Which brings me to San Junipero – the episode I watched during lunch yesterday.
As a thirty-one year Christian, former Christian Drama Team leader, pastor, and missionary, Sunday School teacher, Bible Study leader, etc, I can’t recall ever seeing such a brilliant and beautiful dismissal of religious faith. I mean that sincerely. I was speechless with admiration not choking on indignation. It was a slice of artistic genius.

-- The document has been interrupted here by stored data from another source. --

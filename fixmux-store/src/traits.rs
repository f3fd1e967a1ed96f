/******************************************************************************
   Author: Joaquín Béjar García
   Email: jb@taunais.com
   Date: 16/10/26
******************************************************************************/

//! Sequence store trait definition.

use async_trait::async_trait;
use fixmux_core::error::StoreError;

/// Persistent state of one FIX session's sequencing.
///
/// The store holds the next sequence number to send and the next one expected
/// from the counterparty. Setters persist before returning so that a crash
/// never rewinds a sequence number that already went out on the wire.
#[async_trait]
pub trait SessionStore: Send + Sync {
    /// Returns the next sender sequence number.
    fn next_sender_seq(&self) -> u64;

    /// Returns the next expected target sequence number.
    fn next_target_seq(&self) -> u64;

    /// Sets the next sender sequence number.
    ///
    /// # Errors
    /// Returns `StoreError` if the value cannot be persisted.
    fn set_next_sender_seq(&self, seq: u64) -> Result<(), StoreError>;

    /// Sets the next expected target sequence number.
    ///
    /// # Errors
    /// Returns `StoreError` if the value cannot be persisted.
    fn set_next_target_seq(&self, seq: u64) -> Result<(), StoreError>;

    /// Resets both sequence numbers to 1.
    ///
    /// # Errors
    /// Returns `StoreError` if the reset cannot be persisted.
    async fn reset(&self) -> Result<(), StoreError>;
}
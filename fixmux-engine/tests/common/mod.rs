/******************************************************************************
   Author: Joaquín Béjar García
   Email: jb@taunais.com
   Date: 16/10/26
******************************************************************************/

//! Scriptable loopback FIX counterparty for the engine tests.

#![allow(dead_code)]

use bytes::Bytes;
use fixmux_core::message::{MsgType, OutboundMessage};
use fixmux_core::tags;
use fixmux_core::types::Timestamp;
use fixmux_engine::SessionEvent;
use fixmux_session::{EndpointRole, SessionSettingsBuilder};
use fixmux_tagvalue::{Decoder, Encoder};
use fixmux_transport::FixCodec;
use futures::{SinkExt, StreamExt};
use parking_lot::Mutex;
use std::path::{Path, PathBuf};
use std::sync::Arc;
use std::sync::atomic::{AtomicU64, AtomicUsize, Ordering};
use std::time::Duration;
use tokio::net::{TcpListener, TcpStream};
use tokio::sync::{broadcast, mpsc};
use tokio::task::JoinHandle;
use tokio_util::codec::{FramedRead, FramedWrite};
use tokio_util::sync::CancellationToken;

pub const WAIT: Duration = Duration::from_secs(5);

/// How the venue reacts to session-level traffic.
#[derive(Debug, Clone, Copy, PartialEq, Eq)]
pub enum Behaviour {
    /// Accepts Logon, confirms Logout.
    Normal,
    /// Answers Logon with a Logout.
    RejectLogon,
    /// Accepts Logon, never confirms Logout.
    IgnoreLogout,
    /// Accepts connections and never answers.
    Silent,
}

/// A message the venue received, with owned fields.
#[derive(Debug, Clone)]
pub struct Received {
    pub msg_type: MsgType,
    pub fields: Vec<(u32, String)>,
}

impl Received {
    fn parse(frame: &[u8]) -> Self {
        let message = Decoder::new(frame)
            .decode()
            .expect("venue received an undecodable frame");
        Self {
            msg_type: message.msg_type().clone(),
            fields: message
                .fields()
                .map(|f| (f.tag, String::from_utf8_lossy(f.value).into_owned()))
                .collect(),
        }
    }

    pub fn field(&self, tag: u32) -> Option<&str> {
        self.fields
            .iter()
            .find(|(t, _)| *t == tag)
            .map(|(_, v)| v.as_str())
    }
}

struct Peer {
    outbound: mpsc::UnboundedSender<Bytes>,
    kill: CancellationToken,
}

struct VenueState {
    behaviour: Behaviour,
    received: Mutex<Vec<Received>>,
    connections: AtomicUsize,
    next_seq: AtomicU64,
    peer: Mutex<Option<Peer>>,
}

impl VenueState {
    fn encode(&self, mut message: OutboundMessage, seq: u64) -> Bytes {
        message.set_header_field(tags::SENDER_COMP_ID, "VENUE");
        message.set_header_field(tags::TARGET_COMP_ID, "CLIENT");
        message.set_header_field(tags::MSG_SEQ_NUM, seq.to_string());
        message.set_header_field(
            tags::SENDING_TIME,
            Timestamp::now().format_millis().as_str(),
        );
        Encoder::encode("FIX.4.4", &message).freeze()
    }

    fn stamp(&self, message: OutboundMessage) -> Bytes {
        let seq = self.next_seq.fetch_add(1, Ordering::SeqCst);
        self.encode(message, seq)
    }
}

/// Loopback counterparty bound to an ephemeral port.
pub struct MockVenue {
    port: u16,
    state: Arc<VenueState>,
    acceptor: JoinHandle<()>,
}

impl MockVenue {
    pub async fn start(behaviour: Behaviour) -> Self {
        let listener = TcpListener::bind("127.0.0.1:0").await.unwrap();
        let port = listener.local_addr().unwrap().port();
        let state = Arc::new(VenueState {
            behaviour,
            received: Mutex::new(Vec::new()),
            connections: AtomicUsize::new(0),
            next_seq: AtomicU64::new(1),
            peer: Mutex::new(None),
        });

        let accepting = Arc::clone(&state);
        let acceptor = tokio::spawn(async move {
            while let Ok((stream, _)) = listener.accept().await {
                accepting.connections.fetch_add(1, Ordering::SeqCst);
                tokio::spawn(serve(stream, Arc::clone(&accepting)));
            }
        });

        Self {
            port,
            state,
            acceptor,
        }
    }

    pub fn port(&self) -> u16 {
        self.port
    }

    pub fn connections(&self) -> usize {
        self.state.connections.load(Ordering::SeqCst)
    }

    pub fn received(&self) -> Vec<Received> {
        self.state.received.lock().clone()
    }

    /// Sends `message` with the venue's next MsgSeqNum.
    pub fn push(&self, message: OutboundMessage) {
        let raw = self.state.stamp(message);
        self.push_raw(raw);
    }

    /// Sends `message` with an explicit MsgSeqNum.
    pub fn push_with_seq(&self, message: OutboundMessage, seq: u64) {
        let raw = self.state.encode(message, seq);
        self.state.next_seq.store(seq.wrapping_add(1), Ordering::SeqCst);
        self.push_raw(raw);
    }

    pub fn push_raw(&self, raw: Bytes) {
        let peer = self.state.peer.lock();
        let peer = peer.as_ref().expect("no live connection");
        peer.outbound.send(raw).unwrap();
    }

    /// Closes the live connection without a Logout.
    pub fn drop_connection(&self) {
        if let Some(peer) = self.state.peer.lock().take() {
            peer.kill.cancel();
        }
    }

    /// Waits until a received message matches `pred`.
    pub async fn wait_for(&self, pred: impl Fn(&Received) -> bool) -> Received {
        let deadline = tokio::time::Instant::now() + WAIT;
        loop {
            if let Some(found) = self.state.received.lock().iter().find(|m| pred(m)) {
                return found.clone();
            }
            assert!(
                tokio::time::Instant::now() < deadline,
                "venue did not receive the expected message"
            );
            tokio::time::sleep(Duration::from_millis(10)).await;
        }
    }

    pub async fn wait_for_type(&self, msg_type: MsgType) -> Received {
        self.wait_for(move |m| m.msg_type == msg_type).await
    }
}

impl Drop for MockVenue {
    fn drop(&mut self) {
        self.acceptor.abort();
        self.drop_connection();
    }
}

async fn serve(stream: TcpStream, state: Arc<VenueState>) {
    let (read, write) = stream.into_split();
    let mut frames = FramedRead::new(read, FixCodec::new());
    let mut writer = FramedWrite::new(write, FixCodec::new());
    let (tx, mut outbound) = mpsc::unbounded_channel::<Bytes>();
    let kill = CancellationToken::new();
    *state.peer.lock() = Some(Peer {
        outbound: tx,
        kill: kill.clone(),
    });

    loop {
        tokio::select! {
            () = kill.cancelled() => break,
            Some(raw) = outbound.recv() => {
                if writer.send(raw).await.is_err() {
                    break;
                }
            }
            frame = frames.next() => {
                let Some(Ok(frame)) = frame else { break };
                let received = Received::parse(&frame);
                let msg_type = received.msg_type.clone();
                state.received.lock().push(received);

                let reply = match (state.behaviour, msg_type) {
                    (Behaviour::Silent, _) => None,
                    (Behaviour::RejectLogon, MsgType::Logon) => Some(
                        OutboundMessage::new(MsgType::Logout)
                            .with_field(tags::TEXT, "invalid credentials"),
                    ),
                    (_, MsgType::Logon) => Some(
                        OutboundMessage::new(MsgType::Logon)
                            .with_field(tags::ENCRYPT_METHOD, "0")
                            .with_field(tags::HEART_BT_INT, "30"),
                    ),
                    (Behaviour::Normal, MsgType::Logout) => {
                        Some(OutboundMessage::new(MsgType::Logout))
                    }
                    _ => None,
                };
                if let Some(reply) = reply
                    && writer.send(state.stamp(reply)).await.is_err()
                {
                    break;
                }
            }
        }
    }
}

/// Settings builder for a session with one endpoint per given venue.
pub fn session(sender: &str, log_dir: &Path, venues: &[(u16, EndpointRole)]) -> SessionSettingsBuilder {
    let mut builder = SessionSettingsBuilder::new("FIX.4.4", sender, "VENUE")
        .auth_payload(format!("{sender}-secret"))
        .connect_timeout(Duration::from_secs(1))
        .logon_timeout(Duration::from_secs(2))
        .logout_timeout(Duration::from_secs(2))
        .retry_delay(Duration::from_millis(10))
        .attempts_per_endpoint(1)
        .log_dir(log_dir);
    for (port, role) in venues {
        builder = builder.endpoint("127.0.0.1", *port, *role);
    }
    builder
}

/// A port nothing listens on.
pub async fn dead_port() -> u16 {
    let listener = TcpListener::bind("127.0.0.1:0").await.unwrap();
    listener.local_addr().unwrap().port()
}

/// A complete ExecutionReport body.
pub fn execution_report(exec_id: &str) -> OutboundMessage {
    OutboundMessage::new(MsgType::ExecutionReport)
        .with_field(tags::EXEC_ID, exec_id)
        .with_field(tags::SYMBOL, "EURUSD")
        .with_field(tags::SIDE, "1")
        .with_field(tags::ORDER_QTY, "100")
        .with_field(tags::LAST_PX, "1.0850")
        .with_field(tags::LAST_QTY, "100")
        .with_field(tags::TRANSACT_TIME, "20261016-09:30:00.000")
        .with_field(tags::EXEC_TYPE, "F")
        .with_field(tags::ORD_STATUS, "2")
}

/// Waits for the first event matching `pred`.
pub async fn next_event(
    events: &mut broadcast::Receiver<SessionEvent>,
    pred: impl Fn(&SessionEvent) -> bool,
) -> SessionEvent {
    tokio::time::timeout(WAIT, async {
        loop {
            match events.recv().await {
                Ok(event) if pred(&event) => return event,
                Ok(_) | Err(broadcast::error::RecvError::Lagged(_)) => {}
                Err(broadcast::error::RecvError::Closed) => panic!("event channel closed"),
            }
        }
    })
    .await
    .expect("expected event not published")
}

/// Concatenated content of every session log file ending in `suffix`.
pub fn read_logs(dir: &Path, suffix: &str) -> String {
    let mut paths: Vec<PathBuf> = std::fs::read_dir(dir)
        .unwrap()
        .map(|entry| entry.unwrap().path())
        .filter(|path| {
            path.file_name()
                .and_then(|name| name.to_str())
                .is_some_and(|name| name.ends_with(suffix))
        })
        .collect();
    paths.sort();
    paths
        .iter()
        .map(|path| std::fs::read_to_string(path).unwrap())
        .collect()
}

/// ExecIDs (17) of the log lines, in file order.
pub fn exec_ids(log: &str) -> Vec<String> {
    log.lines()
        .filter_map(|line| {
            let start = line.find("\u{1}17=")? + 4;
            let rest = &line[start..];
            let end = rest.find('\u{1}').unwrap_or(rest.len());
            Some(rest[..end].to_string())
        })
        .collect()
}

It would be difficult to explain line by line how San Junipero encapsulated such a momentous dismissal unless you’re familiar with the traditional Biblical worldview and you watched the episode. I don’t want to slather a spoiler-filled synopsis here. But if you’ve seen it, I bet you’ll follow along: start with the distinctly secular, scientific premise of digitized consciousness/personhood, add the lesbian relationship, the one character’s heart-rending rejection by ‘strict religious family, the other’s poignant lack of faith concerning belief in ‘life after the death’ in the case of her spouse and daughter. Then so to the perpetual Spring Break hedonism of the virtual ‘afterlife’ – (in the 80s, no less) Add it up and the underlying statements are plain: there is no soul, no Eternity, no spiritual dynamic to life, no accountability, no consequences.The episode is a complete dismissal of and substitute for religious faith. The writers even managed to give Belinda Carlisle’s Heaven is a Place on Earth far more meaning than it ever had. (or deserves)
Ooh, baby, do you know what that’s worth?
Ooh, heaven is a place on earth
They say in heaven, love comes first
We’ll make heaven a place on earth
Ooh, heaven is a place on earth
The purpose here is not to air my sniveling, or rate the show on some Faith- Based Approval Scale, or offer a Believer’s Public Service Warning. I really do appreciate the show. It is excellent and challenging.
If there’s a caution, it’s to myself. I know God’s redemption is real – I’ve experienced it in my own life and seen it authentically transform others in America and overseas.
That said, I’ve concluded lately that much of the Western church still operates under the illusion that many non-believers/other-believers need or want or are interested in the Gospel message. Maybe twenty-five years ago, but not anymore. Not really. If anything these days, they’re indifferent. Or dismissive. Contemptuous. Even hostile.
The fact is, most folks are already confirmed and committed not just to carnal and consumer distractions but to a definite worldview. Or they have sought out and bought into alternative remedies to their questions and issues, selecting them from the drop down menu of hundreds of available options in our pluralistic, globally-connected, information age world. We Christians assume they’re hungry in quiet desperation when in reality they are all set and just ate. And yet we’re still knocking on the door with yesterday’s sandwich.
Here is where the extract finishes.